Problem description
Please copy every line of the data in which the string "Result" appears.

Records from a dataset
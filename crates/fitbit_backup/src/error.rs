//! Error type for the backup pipeline.

use fitbit_client::FitbitError;
use thiserror::Error;

#[derive(Debug, Error)]
pub enum BackupError {
    #[error("API error: {0}")]
    Api(#[from] FitbitError),

    #[error("HTTP error: {0}")]
    Http(#[from] reqwest::Error),

    #[error("CSV error: {0}")]
    Csv(#[from] csv::Error),

    #[error("IO error: {0}")]
    Io(#[from] std::io::Error),

    #[error("Malformed payload: {0}")]
    Payload(String),

    #[error("Baseline error: {0}")]
    Baseline(String),

    #[error("Git error: {0}")]
    Git(String),

    #[error("Configuration error: {0}")]
    Config(String),
}

impl BackupError {
    pub fn is_rate_limited(&self) -> bool {
        matches!(self, BackupError::Api(e) if e.is_rate_limited())
    }

    pub fn is_auth(&self) -> bool {
        matches!(self, BackupError::Api(e) if e.is_auth())
    }

    /// Seconds the API asked us to wait, when rate limited.
    pub fn retry_after(&self) -> Option<u64> {
        match self {
            BackupError::Api(FitbitError::RateLimitExceeded { retry_after }) => *retry_after,
            _ => None,
        }
    }
}

/// Result type alias for backup operations.
pub type BackupResult<T> = Result<T, BackupError>;
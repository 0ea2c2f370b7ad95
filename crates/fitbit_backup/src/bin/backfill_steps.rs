//! Fetch the complete step history year by year and fold it into the dataset.
//!
//! Stored values win over backfilled ones; the backfill only fills in step
//! counts that are missing, so it never overwrites what the regular backup
//! already recorded.

use fitbit_backup::history::{fetch_step_history, fill_gaps};
use fitbit_backup::{Config, RequestBudget, dataset};

#[tokio::main(flavor = "current_thread")]
async fn main() -> anyhow::Result<()> {
    fitbit_backup::logging::init_tracing();

    let config = Config::load()?;
    let client = fitbit_backup::run::connect(&config)?;
    let existing = fitbit_backup::run::load_baseline(&config).await?;

    let today = chrono::Local::now().date_naive();
    let mut budget = RequestBudget::new(config.request_ceiling);
    let history =
        fetch_step_history(client.as_ref(), config.first_day, today, &mut budget).await?;

    let before = existing.len();
    let backfilled = history.dataset.len();
    let merged = fill_gaps(existing, &history.dataset);
    let output = dataset::write(&merged, &config.output_file)?;
    tracing::info!(
        backfilled,
        added = merged.len() - before,
        requests = history.requests,
        stop = ?history.stop,
        output = %output.display(),
        "backfill_steps: done"
    );
    Ok(())
}
#[cfg(test)]
mod tests {
    use super::*;
    use crate::pipeline::extract::concentration::ConcValue;
    use crate::pipeline::sections::{split_sections, SectionKey};
    use crate::pipeline::tables::default_engines;

    fn run(text: &str) -> CompositionOutcome {
        let doc = Document::from_raw(text);
        let seg = split_sections(&doc);
        let compositor = Compositor::new(&CompositionRules::default());
        compositor.extract(&doc, seg.get(SectionKey::Composition), &default_engines())
    }

    #[test]
    fn delimited_line_yields_single_row() {
        let out = run(
            "---- PAGE 1 ----\n3. 구성성분의 명칭 및 함유량\nSodium hydroxide, 1310-73-2, 4~5%\n9. 물리화학적 특성\n외관: 액체\n",
        );
        assert_eq!(out.rows.len(), 1);
        let row = &out.rows[0];
        assert_eq!(row.name, "Sodium hydroxide");
        assert_eq!(row.cas, "1310-73-2");
        let conc = row.conc.as_ref().unwrap();
        assert_eq!(conc.value, ConcValue::Range { low: 4.0, high: 5.0 });
        assert_eq!(row.representative(), Some(4.5));
    }

    #[test]
    fn pipe_table_extracted_by_table_stage() {
        let out = run(
            "---- PAGE 1 ----\n3. 구성성분의 명칭 및 함유량\n성분명 | CAS No. | 함유량(%)\n수산화나트륨 | 1310-73-2 | 4~5\n정제수 | 7732-18-5 | 95~96\n4. 응급조치 요령\n",
        );
        assert_eq!(out.strategy, Some("table"));
        assert_eq!(out.rows.len(), 2);
        assert_eq!(out.rows[0].name, "수산화나트륨");
        assert_eq!(out.rows[1].cas, "7732-18-5");
        assert_eq!(out.rows[1].representative(), Some(95.5));
    }

    #[test]
    fn stacked_headers_with_stride() {
        let out = run(
            "---- PAGE 1 ----\n3. 구성성분의 명칭 및 함유량\n물질명\nCAS 번호\n함유량\n수산화나트륨\n1310-73-2\n4~5%\nEthanol\n64-17-5\n10%\n4. 응급조치 요령\n",
        );
        assert_eq!(out.rows.len(), 2);
        assert_eq!(out.rows[0].cas, "1310-73-2");
        assert_eq!(out.rows[1].name, "Ethanol");
        assert_eq!(out.rows[1].representative(), Some(10.0));
    }

    #[test]
    fn anchored_vertical_blocks() {
        let out = run(
            "---- PAGE 1 ----\n3. 구성성분의 명칭 및 함유량\nSodium hypochlorite\n차아염소산나트륨\n7681-52-9\n4~6%\n4. 응급조치 요령\n",
        );
        assert_eq!(out.rows.len(), 1);
        assert_eq!(out.rows[0].alias, "차아염소산나트륨");
        assert_eq!(out.rows[0].cas, "7681-52-9");
    }

    #[test]
    fn duplicate_rows_kept_first() {
        let out = run(
            "---- PAGE 1 ----\n3. 구성성분의 명칭 및 함유량\nEthanol, 64-17-5, 10%\nEthanol, 64-17-5, 10%\n4. 응급조치 요령\n",
        );
        assert_eq!(out.rows.len(), 1);
    }

    #[test]
    fn exposure_limit_lines_are_not_rows() {
        let out = run(
            "---- PAGE 1 ----\n3. 구성성분의 명칭 및 함유량\nEthanol, 64-17-5, 10%\n노출기준 ACGIH TWA 1000ppm 64-17-5\n4. 응급조치 요령\n",
        );
        assert_eq!(out.rows.len(), 1);
    }

    #[test]
    fn exposure_only_body_is_dropped() {
        let doc = Document::from_raw(
            "---- PAGE 1 ----\n3. 구성성분의 명칭 및 함유량\n국내기준 TWA STEL\nACGIH 기준 참조\n4. 응급조치 요령\n",
        );
        let seg = split_sections(&doc);
        let compositor = Compositor::new(&CompositionRules::default());
        let out = compositor.extract(&doc, seg.get(SectionKey::Composition), &default_engines());
        assert!(out.rows.is_empty());
        assert!(out.strategy.is_none());
    }

    #[test]
    fn blocker_truncates_before_parsing() {
        let mut rules = CompositionRules::default();
        rules.blockers.inner_stop = vec!["노출한계\\s*정보".into()];
        let doc = Document::from_raw(
            "---- PAGE 1 ----\n3. 구성성분의 명칭 및 함유량\nEthanol, 64-17-5, 10%\n노출한계 정보\nMethanol, 67-56-1, 5%\n4. 응급조치 요령\n",
        );
        let seg = split_sections(&doc);
        let compositor = Compositor::new(&rules);
        let out = compositor.extract(&doc, seg.get(SectionKey::Composition), &default_engines());
        assert_eq!(out.rows.len(), 1);
        assert_eq!(out.rows[0].cas, "64-17-5");
    }

    #[test]
    fn transposed_stack_layout() {
        let mut rules = CompositionRules::default();
        rules.block.transposed = true;
        let doc = Document::from_raw(
            "---- PAGE 1 ----\n3. 구성성분의 명칭 및 함유량\nSodium hydroxide\nPotassium hydroxide\n1310-73-2\n1310-58-3\n4~5%\n1~2%\n4. 응급조치 요령\n",
        );
        let seg = split_sections(&doc);
        let compositor = Compositor::new(&rules);
        let out = compositor.extract(&doc, seg.get(SectionKey::Composition), &default_engines());
        assert_eq!(out.rows.len(), 2);
        assert_eq!(out.rows[0].name, "Sodium hydroxide");
        assert_eq!(out.rows[0].cas, "1310-73-2");
        assert_eq!(out.rows[1].cas, "1310-58-3");
    }

    #[test]
    fn declared_vertical_layout() {
        let mut rules = CompositionRules::default();
        rules.block.vertical = Some(crate::template::VerticalRules::default());
        let doc = Document::from_raw(
            "---- PAGE 1 ----\n3. 구성성분의 명칭 및 함유량\n수산화나트륨\n1310-73-2\n4~5%\nEthanol\n64-17-5\n10%\n4. 응급조치 요령\n",
        );
        let seg = split_sections(&doc);
        let compositor = Compositor::new(&rules);
        let out = compositor.extract(&doc, seg.get(SectionKey::Composition), &default_engines());
        assert_eq!(out.strategy, Some("block"));
        assert_eq!(out.rows.len(), 2);
        assert_eq!(out.rows[0].name, "수산화나트륨");
        assert_eq!(out.rows[1].cas, "64-17-5");
    }

    #[test]
    fn no_section_no_rows_is_explicit_empty() {
        let doc = Document::from_raw("---- PAGE 1 ----\n무관한 텍스트\n");
        let compositor = Compositor::new(&CompositionRules::default());
        let out = compositor.extract(&doc, None, &default_engines());
        assert!(out.rows.is_empty());
        assert!(out.strategy.is_none());
    }
}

Answer to this exercise
/// Result type alias for backup operations.
pub type BackupResult<T> = Result<T, BackupError>;
async fn main() -> anyhow::Result<()> {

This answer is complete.